With the housing bubble having burst, selling the glut of homes on the market has become even more cutthroat than usual. And with ramped-up competition, realtors have turned to their one legal means to engender a business advantage: compelling advertising that grabs the consumer by the eyeballs.
Take Joe Kasel, for instance.
What Joe has done here is placed his faith in the time-honored practice of puns / word-play, and in this case he shoehorned it into raping a folksy saying about how every man's home is his - well, you know. To his credit, he realized that even adroit viewers might be flummoxed by this deft approach, so he threw his name in italics and then plopped a castle graphic on his logo to bring it on home. Oh - now I get it.

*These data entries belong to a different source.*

//! UI rendering module
//!
//! Contains all view rendering logic for the TUI.

mod header;
mod help;
mod logs;
mod overlay;
mod stats;
mod timeline;

pub use header::render_header;
pub use help::render_help;
pub use logs::render_logs;
pub use overlay::render_page_overlay;
pub use stats::render_stats_view;
pub use timeline::render_timeline_view;

use ratatui::{
    layout::{Constraint, Direction, Layout, Rect},
    prelude::*,
    widgets::{Block, Borders, Clear, Paragraph, Wrap},
};

use crate::theme::Theme;

/// Create a centered rect for popups
pub fn centered_rect(percent_x: u16, percent_y: u16, area: Rect) -> Rect {
    let popup_layout = Layout::default()
        .direction(Direction::Vertical)
        .constraints([
            Constraint::Percentage((100 - percent_y) / 2),
            Constraint::Percentage(percent_y),
            Constraint::Percentage((100 - percent_y) / 2),
        ])
        .split(area);

    Layout::default()
        .direction(Direction::Horizontal)
        .constraints([
            Constraint::Percentage((100 - percent_x) / 2),
            Constraint::Percentage(percent_x),
            Constraint::Percentage((100 - percent_x) / 2),
        ])
        .split(popup_layout[1])[1]
}

/// Render an error popup
pub fn render_error_popup(frame: &mut Frame, theme: &Theme, message: &str) {
    let area = centered_rect(60, 20, frame.area());

    let block = Block::default()
        .title(" Error ")
        .title_style(theme.error())
        .title_bottom(Line::from(" Enter/Esc to dismiss ").right_aligned())
        .borders(Borders::ALL)
        .border_style(theme.error());

    let paragraph = Paragraph::new(message)
        .style(theme.text())
        .block(block)
        .wrap(Wrap { trim: true });

    frame.render_widget(Clear, area);
    frame.render_widget(paragraph, area);
}

/// Split the frame into header, content, and footer
pub fn main_layout(area: Rect) -> (Rect, Rect, Rect) {
    let chunks = Layout::default()
        .direction(Direction::Vertical)
        .constraints([
            Constraint::Length(3), // Header
            Constraint::Min(10),   // Content
            Constraint::Length(1), // Footer
        ])
        .split(area);

    (chunks[0], chunks[1], chunks[2])
}

/// Render the key hint footer
pub fn render_footer(frame: &mut Frame, theme: &Theme, area: Rect, hint: &str) {
    let footer = Paragraph::new(hint)
        .style(theme.key_desc())
        .alignment(Alignment::Center);

    frame.render_widget(footer, area);
}
//! Page-load spinner
//!
//! Decides when the full-page loading overlay fades out: after a minimum
//! display time, once enough images have loaded or a maximum wait has
//! elapsed, followed by a fixed-length fade.

mod config;
mod controller;
mod state;

pub use config::SpinnerConfig;
pub use controller::SpinnerController;
pub use state::{ItemDescriptor, Phase, SpinnerSnapshot};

Then we have Terry Anderson.
Fate having denied Terry a surname that could serve a dual-purpose, she was forced to use visual trickery to command attention. Ergo, we have a gigantic, legless woman (or maybe her lower half is serpent-like? That would be cool) looming menacingly over a house. After all, research shows that gigantism inspires trust and confidence in potential buyers. I myself have rejected many perfectly suitable homes because the agent was unable to pick up a holstein cow or pickup truck as easily as you or I would a puppy.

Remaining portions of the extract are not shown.